**WHAT THIS TASK INVOLVES:** Scan the data for lines with "Some" and report the count by itself.

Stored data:

-- Opening Marker --

use serde_json::Value;

use crate::error::{FeedError, FeedResult};
use crate::model::RawRow;

/// Positional column contract of the JSON table export. The sheet declares no
/// schema, so cell `i` always maps to `JSON_COLUMNS[i]`.
pub const JSON_COLUMNS: [&str; 20] = [
    "id",
    "title",
    "description",
    "image",
    "tags",
    "detailImages",
    "longDescription",
    "year",
    "client",
    "duration",
    "teamSize",
    "role",
    "challenge",
    "solution",
    "results",
    "metrics",
    "category",
    "featured",
    "status",
    "shopifyButton",
];

const TITLE_CELL: usize = 1;

/// Parse CSV text into rows keyed by the header row.
///
/// The quote flag carries across line breaks, so a quoted field may hold
/// literal newlines. Rows whose fields are all empty are dropped, which also
/// drops blank lines and the trailing newline.
pub fn parse_csv(text: &str) -> Vec<RawRow> {
    let records = split_records(text);
    let Some((header, data)) = records.split_first() else {
        return Vec::new();
    };

    data.iter()
        .map(|record| {
            header
                .iter()
                .enumerate()
                .map(|(i, name)| (name.clone(), record.get(i).cloned().unwrap_or_default()))
                .collect()
        })
        .collect()
}

/// Tokenize CSV text into records of trimmed fields.
fn split_records(text: &str) -> Vec<Vec<String>> {
    let mut records = Vec::new();
    let mut row: Vec<String> = Vec::new();
    let mut field = String::new();
    let mut in_quotes = false;

    for line in text.split('\n') {
        let mut chars = line.chars().peekable();
        while let Some(c) = chars.next() {
            match c {
                '"' if in_quotes && chars.peek() == Some(&'"') => {
                    field.push('"');
                    chars.next();
                }
                '"' => in_quotes = !in_quotes,
                ',' if !in_quotes => row.push(std::mem::take(&mut field).trim().to_string()),
                _ => field.push(c),
            }
        }

        if in_quotes {
            field.push('\n');
        } else {
            row.push(std::mem::take(&mut field).trim().to_string());
            push_record(&mut records, std::mem::take(&mut row));
        }
    }

    // Unterminated quote at end of input.
    if !row.is_empty() || !field.is_empty() {
        if !field.is_empty() {
            row.push(field.trim().to_string());
        }
        push_record(&mut records, row);
    }

    records
}

fn push_record(records: &mut Vec<Vec<String>>, row: Vec<String>) {
    if row.iter().any(|f| !f.is_empty()) {
        records.push(row);
    }
}

/// Strip the visualization API's JSONP wrapper, leaving the outermost object.
pub fn strip_jsonp(text: &str) -> FeedResult<&str> {
    let start = text.find('{');
    let end = text.rfind('}');
    match (start, end) {
        (Some(s), Some(e)) if s < e => Ok(&text[s..=e]),
        _ => Err(FeedError::Shape("no json object in response".to_string())),
    }
}

/// Convert a `{table: {rows: [{c: [{v}]}]}}` payload into rows keyed by the
/// positional column contract, each paired with its index in `table.rows`.
/// Rows without a title cell are skipped but still count toward the index.
pub fn parse_json_table(json: &Value) -> FeedResult<Vec<(usize, RawRow)>> {
    let table = json
        .get("table")
        .ok_or_else(|| FeedError::Shape("missing `table`".to_string()))?;
    let rows = table
        .get("rows")
        .and_then(Value::as_array)
        .ok_or_else(|| FeedError::Shape("missing `table.rows`".to_string()))?;

    if let Some(cols) = table.get("cols").and_then(Value::as_array) {
        check_width(cols.len())?;
    }

    let mut out = Vec::with_capacity(rows.len());
    for (index, row) in rows.iter().enumerate() {
        let Some(cells) = row.get("c").and_then(Value::as_array) else {
            continue;
        };
        check_width(cells.len())?;

        if cell_text(cells, TITLE_CELL).is_none() {
            continue;
        }

        let record: RawRow = JSON_COLUMNS
            .iter()
            .enumerate()
            .filter_map(|(i, name)| cell_text(cells, i).map(|v| (name.to_string(), v)))
            .collect();
        out.push((index, record));
    }

    Ok(out)
}

fn check_width(found: usize) -> FeedResult<()> {
    if found > JSON_COLUMNS.len() {
        return Err(FeedError::ColumnMismatch {
            found,
            expected: JSON_COLUMNS.len(),
        });
    }
    Ok(())
}

/// Cell `v` as text; `None` for a missing, null or empty cell.
fn cell_text(cells: &[Value], index: usize) -> Option<String> {
    let text = match cells.get(index)?.get("v")? {
        Value::String(s) => s.clone(),
        Value::Number(n) => match n.as_f64() {
            Some(f) if n.is_f64() && f.fract() == 0.0 && f.abs() < 1e15 => format!("{}", f as i64),
            _ => n.to_string(),
        },
        Value::Bool(b) => b.to_string(),
        _ => return None,
    };
    if text.is_empty() {
        None
    } else {
        Some(text)
    }
}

-- Closing Marker --

**WRITTEN ANSWER:** 8